Output Fields	This section lists all fields from the selected table and filtered by your input filter. You can perform the following actions: Field Management: Remove fields you do not need to pass to downstream components: Remove One Field: Click the icon in the Actions column to remove a single field. Batch field deletion scenario: To delete multiple fields, click Field Management. In the Field Management dialog box, select multiple fields, click the left-moving icon to move the selected input fields to the unselected input fields, and click OK to complete batch field deletion. Bulk Add: Click Bulk Add to add fields in JSON, TEXT, or DDL format. Note After you click OK, the bulk-added fields overwrite existing field configurations. Add fields in JSON format.
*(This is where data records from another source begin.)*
//! Runtime composer: clock + drift + kernel + homeostat + memory + reporter.
//!
//! One tick:
//!   1. ψ ← drift(ψ, σ_scalar)
//!   2. state ← kernel(state, dt), k times
//!   3. σ_scalar ← homeostat(ψ)
//!   4. m ← memory(σ, ψ)
//!   5. metrics = reporter(state) ∪ {sigma_scalar, memory_mean, harmonic, status}

use ciel_core::metrics::{STATUS_KEY, STATUS_NON_FINITE};
use ciel_core::{Error, Metrics, Result, RuntimeConfig};
use rand::RngCore;
use std::sync::Arc;
use tracing::{debug, info, warn};

use crate::backend::{select_backend, ArrayBackend};
use crate::clock::Clock;
use crate::drift::{DriftOperator, DriftParams, Harmonic};
use crate::homeostat::Homeostat;
use crate::kernel::StepKernel;
use crate::memory::MemorySync;
use crate::reporter::{Reporter, COHERENCE};
use crate::state::FieldState;

pub const SIGMA_SCALAR: &str = "sigma_scalar";
pub const MEMORY_MEAN: &str = "memory_mean";
pub const HARMONIC: &str = "harmonic";

#[derive(Debug)]
pub struct Runtime {
    config: RuntimeConfig,
    backend: Arc<dyn ArrayBackend>,
    drift: DriftOperator,
    kernel: StepKernel,
    homeostat: Homeostat,
    memory: MemorySync,
    reporter: Reporter,
    ticks: u64,
}

impl Runtime {
    /// Runtime with default parameters on an `grid_n` grid.
    pub fn build(backend: Arc<dyn ArrayBackend>, grid_n: usize) -> Result<Self> {
        let config = RuntimeConfig { grid_n, ..RuntimeConfig::default() };
        Self::from_config(&config, backend)
    }

    /// Runtime from a full config; the backend is chosen from
    /// `enable_acceleration`.
    pub fn from_config_default_backend(config: &RuntimeConfig) -> Result<Self> {
        Self::from_config(config, select_backend(config.enable_acceleration))
    }

    pub fn from_config(config: &RuntimeConfig, backend: Arc<dyn ArrayBackend>) -> Result<Self> {
        config.validate()?;

        let (h_min, h_max) = config.harmonic_sweep;
        let params = DriftParams {
            drift_gain: config.drift_gain,
            harmonic: Harmonic::Sweep { min: h_min, max: h_max },
            jitter: config.jitter,
            renorm: config.renorm,
        };
        let clock = Clock::new(config.base_hz);
        let drift = match config.seed {
            Some(seed) => DriftOperator::seeded(params, clock, seed)?,
            None => DriftOperator::new(params, clock)?,
        }
        .with_backend(backend.clone());

        let homeostat = Homeostat::new(
            config.homeostat_rate,
            config.homeostat_dt,
            0.0,
            config.homeostat_mode,
        )?
        .with_backend(backend.clone());

        info!(
            grid_n = config.grid_n,
            backend = backend.name(),
            seed = ?config.seed,
            "runtime built"
        );

        Ok(Self {
            config: config.clone(),
            kernel: StepKernel::new(backend.clone()),
            memory: MemorySync::new(config.memory_alpha, config.memory_beta)
                .with_backend(backend.clone()),
            reporter: Reporter::new(backend.clone()),
            backend,
            drift,
            homeostat,
            ticks: 0,
        })
    }

    /// Swap the drift clock (e.g. for a `ManualSource`).
    pub fn with_clock(mut self, clock: Clock) -> Self {
        self.drift = self.drift.with_clock(clock);
        self
    }

    /// Swap the drift jitter RNG.
    pub fn with_rng(mut self, rng: Box<dyn RngCore + Send>) -> Self {
        self.drift = self.drift.with_rng(rng);
        self
    }

    pub fn config(&self) -> &RuntimeConfig {
        &self.config
    }

    pub fn backend_name(&self) -> &'static str {
        self.backend.name()
    }

    pub fn sigma_scalar(&self) -> f64 {
        self.homeostat.sigma()
    }

    pub fn memory(&self) -> Option<&crate::numeric::RealField> {
        self.memory.buffer()
    }

    pub fn ticks(&self) -> u64 {
        self.ticks
    }

    pub fn reporter(&self) -> &Reporter {
        &self.reporter
    }

    /// One tick with `k` kernel steps of length `dt`.
    pub fn step(&mut self, mut state: FieldState, k: u32, dt: f64) -> Result<(FieldState, Metrics)> {
        let n = self.config.grid_n;
        if state.shape() != (n, n) {
            return Err(Error::shape_mismatch((n, n), state.shape()));
        }
        if k == 0 {
            return Err(Error::invalid_config("kernel step count must be >= 1"));
        }
        if !dt.is_finite() || dt <= 0.0 || dt > ciel_core::config::MAX_DT {
            return Err(Error::invalid_config(format!("kernel dt must be in (0, 0.1], got {}", dt)));
        }

        let psi = self.drift.step(state.psi(), self.homeostat.sigma(), None);
        state.set_psi(psi);

        let state = self.kernel.run(&state, k, dt);

        let sigma_scalar = self.homeostat.step(state.psi());
        let memory_mean = self.backend.mean(self.memory.update(state.sigma(), state.psi()));

        let mut metrics = self.reporter.metrics_with_status(&state);
        metrics.insert(SIGMA_SCALAR, sigma_scalar);
        metrics.insert(MEMORY_MEAN, memory_mean);
        metrics.insert(HARMONIC, self.drift.last_harmonic());

        self.ticks += 1;
        if metrics.get_str(STATUS_KEY) == Some(STATUS_NON_FINITE) {
            warn!(tick = self.ticks, "state went non-finite");
        } else if !self.ethics_ok(&metrics) {
            warn!(
                tick = self.ticks,
                coherence = metrics.get_f64(COHERENCE),
                floor = self.config.ethics_min_coherence,
                "coherence below ethics floor"
            );
        }
        debug!(tick = self.ticks, sigma_scalar, "tick");

        Ok((state, metrics))
    }

    /// One tick with the configured sub-step count and kernel timestep.
    pub fn tick(&mut self, state: FieldState) -> Result<(FieldState, Metrics)> {
        let (k, dt) = (self.config.kernel_substeps, self.config.kernel_dt);
        self.step(state, k, dt)
    }

    /// Coherence at or above the configured floor.
    pub fn ethics_ok(&self, metrics: &Metrics) -> bool {
        metrics
            .get_f64(COHERENCE)
            .map(|c| c >= self.config.ethics_min_coherence)
            .unwrap_or(false)
    }
}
Example: `// Example: [{ "index": 1, "name": "id", "type": "int(10)", "mapType": "Long", "comment": "comment1" }, { "index": 2, "name": "user_name", "type": "varchar(255)", "mapType": "String", "comment": "comment2" }]` Note index specifies the column index, name specifies the field name, and type specifies the field type after import. For example, `"index":3,"name":"user_id","type":"String"` means importing the fourth column from the file, with the field name user_id and field type String. The following is an example of a batch configuration in TEXT format: `// Example: 1,id,int(10),Long,comment1 2,user_name,varchar(255),Long,comment2` The row delimiter separates each field’s information. The default is a line feed (\n). You can also use a semicolon (;) or period (.). The column delimiter separates field names from field types. The default is a comma (,). You can also use `','`. The field type is optional and defaults to `','`. Batch configuration in DDL format, such as: `CREATE TABLE tablename ( user_id serial, username VARCHAR(50), password VARCHAR(50), email VARCHAR (255), created_on TIMESTAMP, );` Add Output Field: Click +Add Output Field. Enter the Column, Type, and Comment. Select a Mapping Type. Click the icon to save the row.

Click OK to finish configuring the Amazon RDS for Oracle input component.